R Suite gives answers to the following challenges for any R based software and data science solution:

- Isolated and reproducible projects with controlled dependencies and configuration.

- Separation of business, infrastructural and domain logic.

- Package based solution development.

- Management of custom CRAN-alike repositories.

- Automation of deployment package preparation.

- Flawless integration with Docker.

- Development process integrated with version control system (currently git and svn).

- Working in internetless environments.

[+] wodenokoto|6 years ago|reply
Only read the headlines. My understanding is that they have version control of packages (something to the effect of a virtual environment, but maybe with a completely different approach)
[+] williamstein|6 years ago|reply
After a few minutes I can't even tell what problems this is supposed to solve or if it is even related to solving an IDE problem... the actual site starts with bullet points that describe the product, but not what problems it solves:

" - Open source with Enteprise [sic] support.

- Designed to separate..."

The very first bullet point has a typo so maybe this isn't very mature yet?

[+] ngcc_hk|6 years ago|reply
Not yet tried but open source ... free ...
[+] arminiusreturns|6 years ago|reply
I see a lot of people hating on R or on R-studio. For those people, I'm curious what you would posit as an alternative?

I have liked R because I use it simply, inside emacs org-mode code source blocks which use either R to generate plots or gnuplot. Based on comments, now I am afraid I will reach some ceiling in R. What else is there? Octave? Sage? Julia?

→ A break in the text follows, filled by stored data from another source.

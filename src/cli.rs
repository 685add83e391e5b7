//! CLI interface for career tools

use crate::config::OutputFormat;
use clap::{Args, Parser, Subcommand};
use std::path::{Path, PathBuf};

#[derive(Parser)]
#[command(name = "career-tools")]
#[command(about = "Resume, skills-gap and salary scoring for AI/ML job seekers")]
#[command(long_about = "Score resumes against weighted keyword taxonomies, find skill gaps for a target role, and estimate salaries across locations")]
pub struct Cli {
    #[command(subcommand)]
    pub command: Commands,

    /// Enable verbose logging
    #[arg(short, long, global = true)]
    pub verbose: bool,

    /// Configuration file path
    #[arg(short, long, global = true)]
    pub config: Option<PathBuf>,
}

/// Where the text to analyse comes from.
#[derive(Args, Debug)]
#[group(required = true, multiple = false)]
pub struct TextSource {
    /// Path to resume file (PDF, TXT, MD)
    #[arg(short, long)]
    pub file: Option<PathBuf>,

    /// Resume text given inline
    #[arg(short, long)]
    pub text: Option<String>,
}

#[derive(Args, Debug)]
pub struct OutputArgs {
    /// Output format: console, json, markdown (defaults to the configured format)
    #[arg(short, long)]
    pub output: Option<String>,

    /// Save output to file
    #[arg(short, long)]
    pub save: Option<PathBuf>,

    /// Output detailed analysis
    #[arg(short, long)]
    pub detailed: bool,
}

#[derive(Args, Debug)]
pub struct SalaryArgs {
    /// Target role, e.g. "Machine Learning Engineer"
    #[arg(short, long)]
    pub role: String,

    /// Experience level: junior, mid, senior, lead
    #[arg(short, long)]
    pub experience: String,

    /// Location (defaults to the configured location)
    #[arg(short, long)]
    pub location: Option<String>,

    /// Selected skill; repeat or separate with commas
    #[arg(short = 'k', long = "skill", value_delimiter = ',')]
    pub skills: Vec<String>,
}

#[derive(Subcommand)]
pub enum Commands {
    /// Score a resume against the resume keyword taxonomy
    Analyze {
        #[command(flatten)]
        source: TextSource,

        #[command(flatten)]
        output: OutputArgs,
    },

    /// Find the skills a resume is missing for a target role
    SkillsGap {
        /// Target role, e.g. "Data Engineer"
        #[arg(short, long)]
        role: String,

        #[command(flatten)]
        source: TextSource,

        #[command(flatten)]
        output: OutputArgs,
    },

    /// Estimate a salary from role, experience, location and skills
    Salary {
        #[command(flatten)]
        salary: SalaryArgs,

        #[command(flatten)]
        output: OutputArgs,
    },

    /// Compare the estimated salary across all locations
    CompareCities {
        #[command(flatten)]
        salary: SalaryArgs,

        #[command(flatten)]
        output: OutputArgs,
    },

    /// Print the keyword taxonomy in use
    Taxonomy {
        /// Show the skills-gap taxonomy of this role instead
        #[arg(short, long)]
        role: Option<String>,
    },

    /// Show configuration
    Config {
        #[command(subcommand)]
        action: Option<ConfigAction>,
    },
}

#[derive(Subcommand)]
pub enum ConfigAction {
    /// Show current configuration
    Show,

    /// Print the configuration file location
    Path,

    /// Reset configuration to defaults
    Reset,
}

/// Parse and validate output format
pub fn parse_output_format(format: &str) -> Result<OutputFormat, String> {
    match format.to_lowercase().as_str() {
        "console" => Ok(OutputFormat::Console),
        "json" => Ok(OutputFormat::Json),
        "markdown" | "md" => Ok(OutputFormat::Markdown),
        _ => Err(format!(
            "Invalid output format: {}. Supported: console, json, markdown",
            format
        )),
    }
}

/// Validate file extension
pub fn validate_file_extension(path: &Path, allowed_extensions: &[&str]) -> Result<(), String> {
    match path.extension().and_then(|ext| ext.to_str()) {
        Some(ext) => {
            if allowed_extensions.contains(&ext.to_lowercase().as_str()) {
                Ok(())
            } else {
                Err(format!(
                    "Unsupported file extension: .{}. Allowed: {}",
                    ext,
                    allowed_extensions.join(", ")
                ))
            }
        }
        None => Err("File has no extension".to_string()),
    }
}

#[cfg(test)]
mod tests {
    use super::*;
    use clap::CommandFactory;

    #[test]
    fn test_cli_definition_is_consistent() {
        Cli::command().debug_assert();
    }

    #[test]
    fn test_parse_salary_with_comma_separated_skills() {
        let cli = Cli::try_parse_from([
            "career-tools", "salary", "--role", "Data Scientist", "--experience", "mid",
            "--skill", "Python,AWS", "-k", "Spark",
        ])
        .unwrap();

        match cli.command {
            Commands::Salary { salary, output } => {
                assert_eq!(salary.role, "Data Scientist");
                assert_eq!(salary.skills, vec!["Python", "AWS", "Spark"]);
                assert!(salary.location.is_none());
                assert!(output.output.is_none());
            }
            _ => panic!("expected salary command"),
        }
    }

    #[test]
    fn test_analyze_requires_exactly_one_source() {
        assert!(Cli::try_parse_from(["career-tools", "analyze"]).is_err());
        assert!(Cli::try_parse_from([
            "career-tools", "analyze", "--file", "cv.txt", "--text", "Python"
        ])
        .is_err());
        assert!(Cli::try_parse_from(["career-tools", "analyze", "--text", "Python"]).is_ok());
    }

    #[test]
    fn test_parse_output_format() {
        assert_eq!(parse_output_format("JSON").unwrap(), OutputFormat::Json);
        assert_eq!(parse_output_format("md").unwrap(), OutputFormat::Markdown);
        assert!(parse_output_format("pdf").is_err());
    }

    #[test]
    fn test_validate_file_extension() {
        assert!(validate_file_extension(Path::new("cv.PDF"), &["pdf", "txt"]).is_ok());
        assert!(validate_file_extension(Path::new("cv.docx"), &["pdf", "txt"]).is_err());
        assert!(validate_file_extension(Path::new("cv"), &["pdf"]).is_err());
    }
}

[+] malshe|6 years ago|reply
If you read the comments, it’s just one guy giving his opinion on every comment without any supporting evidence.
[+] xvilka|6 years ago|reply
Not hating the R, but from what you listed Julia comes the closest and the best designed of all. Octave is bound to be MATLAB compatible, this prevents language innovation. Sage is bound by being "a middle ground" for all third-party languages and frameworks it incorporates. Julia language is cleaner.
[+] anthony_doan|6 years ago|reply
I'm going to buck the trend and state that I love using R for modeling and statistic.

The R packages for these domains are one of the best I've seen.

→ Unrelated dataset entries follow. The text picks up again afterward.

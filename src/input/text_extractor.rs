//! Text extraction from resume file formats

use crate::error::{CareerToolsError, Result};
use pulldown_cmark::{Event, Parser, Tag};
use std::path::Path;
use tokio::fs;

pub trait TextExtractor {
    fn extract(&self, path: &Path) -> impl std::future::Future<Output = Result<String>> + Send;
}

pub struct PdfExtractor;

impl TextExtractor for PdfExtractor {
    async fn extract(&self, path: &Path) -> Result<String> {
        let bytes = fs::read(path).await?;

        pdf_extract::extract_text_from_mem(&bytes).map_err(|e| {
            CareerToolsError::PdfExtraction(format!(
                "Failed to extract text from PDF '{}': {}",
                path.display(),
                e
            ))
        })
    }
}

pub struct PlainTextExtractor;

impl TextExtractor for PlainTextExtractor {
    async fn extract(&self, path: &Path) -> Result<String> {
        Ok(fs::read_to_string(path).await?)
    }
}

pub struct MarkdownExtractor;

impl TextExtractor for MarkdownExtractor {
    async fn extract(&self, path: &Path) -> Result<String> {
        let markdown_content = fs::read_to_string(path).await?;
        Ok(markdown_to_text(&markdown_content))
    }
}

/// Strip markdown syntax, keeping one line per block element.
pub fn markdown_to_text(markdown: &str) -> String {
    let mut text = String::new();

    for event in Parser::new(markdown) {
        match event {
            Event::Text(content) | Event::Code(content) => text.push_str(&content),
            Event::SoftBreak => text.push(' '),
            Event::HardBreak
            | Event::End(Tag::Paragraph)
            | Event::End(Tag::Heading(..))
            | Event::End(Tag::Item)
            | Event::End(Tag::CodeBlock(_)) => text.push('\n'),
            _ => {}
        }
    }

    text.lines()
        .map(str::trim)
        .filter(|line| !line.is_empty())
        .collect::<Vec<_>>()
        .join("\n")
}

#[cfg(test)]
mod tests {
    use super::*;

    #[test]
    fn test_markdown_to_text_strips_formatting() {
        let markdown = "# Jane Doe\n\n**Senior** ML Engineer\n\n## Skills\n\n- Python\n- `C++`\n- [PyTorch](https://pytorch.org)\n";
        let text = markdown_to_text(markdown);

        assert_eq!(text, "Jane Doe\nSenior ML Engineer\nSkills\nPython\nC++\nPyTorch");
    }

    #[test]
    fn test_markdown_soft_breaks_become_spaces() {
        assert_eq!(markdown_to_text("Machine\nLearning"), "Machine Learning");
    }
}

As for R in production, I would wrap it using https://www.rplumber.io/.

[+] vhhn|6 years ago|reply
Hi Wit, you guys do a great job to make R ready for deployment in production.

What do you think of the new renv package?

[+] wjak|6 years ago|reply
It's goal is different.

We started with reproducible project definition. Then we implemented rsuite to help manage the project. It includes dependency management which is what renv solve. What is the biggest difference is that our project consists of possibly many pkgs that are local to it. This allows you to create complex solutions. Moreover deployment PKG is zip file and to use it you only need r. No PKG installation on prod.

[+] ngcc_hk|6 years ago|reply
I heard of R when I am fond of XLispStat. The older language is good but it is lisp. Hence, people move on to the mess. I just use R on a pragmatic manner. It is very hard if you take the language too serious. Just use it. And if you can compare a bit your result with other like old SPSS you are familiar with as the result is quite programmer dependent.